Com momentos muito inspirados, como a sequência de ação que se passa no esgoto repleta de suspense e tensão, além de um design de produção cuidadoso que transforma a então capital colorida em um cenário de destruição, bem como uma eficiente trilha sonora (que não cai na armadilha do clichê), “A Esperança – O Final” deve muito de seus pontos fortes às atuações dos principais atores, que vão do competente ao genial. Enquanto Liam Hemsworth e Mahershala Ali fazem de Gale e Boggs personagens importantes e bem interpretados, vale o destaque para Patina Miller, que consegue dar uma importante força à sua personagem, a despeito do desdém que o roteiro tem por sua personagem, que poderia ter mais destaque. Woody Harrelson, Elizabeth Banks, Julianne Moore, Jena Malone e Josh Hutcherson são excelentes em suas atuações, mantendo a qualidade que deram a seus personagens ao longo da franquia – e amadurecendo-os conforme o roteiro exige. O destaque mais evidente deve ser dado ao já saudoso Philip Seymour Hoffman, cuja sutileza só é minimizada pelo pouco destaque do personagem – e pela ausência em cenas importantes devido à morte precoce do ator; a Donald Sutherland, que sabe fazer um vilão como poucos; e a Jennifer Lawrence, cuja presença marcante e sutilezas nas mudanças de humor e de olhar apenas reforçam a qualidade extraordinária da jovem atriz.

Na tentativa de agradar aos fãs, o longa exagera na fidelidade ao livro.
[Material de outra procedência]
pub mod checkout;
pub mod pricing;

pub use checkout::{row_label, CheckoutCart, CheckoutError, CheckoutItem};
pub use pricing::{PriceTable, PriceTier, PricingEngine, Quote};
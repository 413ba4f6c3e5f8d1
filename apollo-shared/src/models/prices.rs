use serde::{Deserialize, Deserializer, Serialize};

/// One row of GET /general/ticket-prices.
///
/// The API stores tier prices as text, so every tier is decoded leniently:
/// numbers and numeric strings are accepted, anything else means "no price
/// for this tier".
#[derive(Debug, Clone, Default, Serialize, Deserialize)]
pub struct TicketPriceRow {
    #[serde(default)]
    pub id: Option<i64>,
    #[serde(rename = "type")]
    pub ticket_type: String,
    #[serde(default, deserialize_with = "lenient_price")]
    pub cheap_thursday: Option<f64>,
    #[serde(default, deserialize_with = "lenient_price")]
    pub three_days_before: Option<f64>,
    #[serde(default, deserialize_with = "lenient_price")]
    pub two_days_before: Option<f64>,
    #[serde(default, deserialize_with = "lenient_price")]
    pub one_day_before: Option<f64>,
    #[serde(default, deserialize_with = "lenient_price")]
    pub same_day: Option<f64>,
}

fn lenient_price<'de, D>(deserializer: D) -> Result<Option<f64>, D::Error>
where
    D: Deserializer<'de>,
{
    let value = Option::<serde_json::Value>::deserialize(deserializer)?;
    Ok(match value {
        Some(serde_json::Value::Number(n)) => n.as_f64(),
        Some(serde_json::Value::String(s)) => {
            let s = s.trim().replace(',', ".");
            if s.is_empty() {
                None
            } else {
                s.parse::<f64>().ok().filter(|p| p.is_finite())
            }
        }
        _ => None,
    })
}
Dentre os problemas que isso causa, está a pouca ênfase a algumas mortes importantes, especialmente a que causaria mais danos à protagonista – e que no longa parece ser apenas mais uma no momento em que ocorre. O final, excessivamente longo, remete ao da trilogia O Senhor dos Anéis: enquanto funciona bem na literatura, torna tudo longo e enfadonho no cinema, e soa ainda pior neste filme devido à maneira nada feminista com que mostra Katniss, o que vai de encontro à construção da personagem ao longo de toda a franquia – e que, aliada a um monólogo pouco orgânico, faz tudo ficar ainda pior.

Assim, é uma pena que o último filme da franquia Jogos Vorazes, ainda que bom, não mantenha a mesma qualidade dos longas anteriores.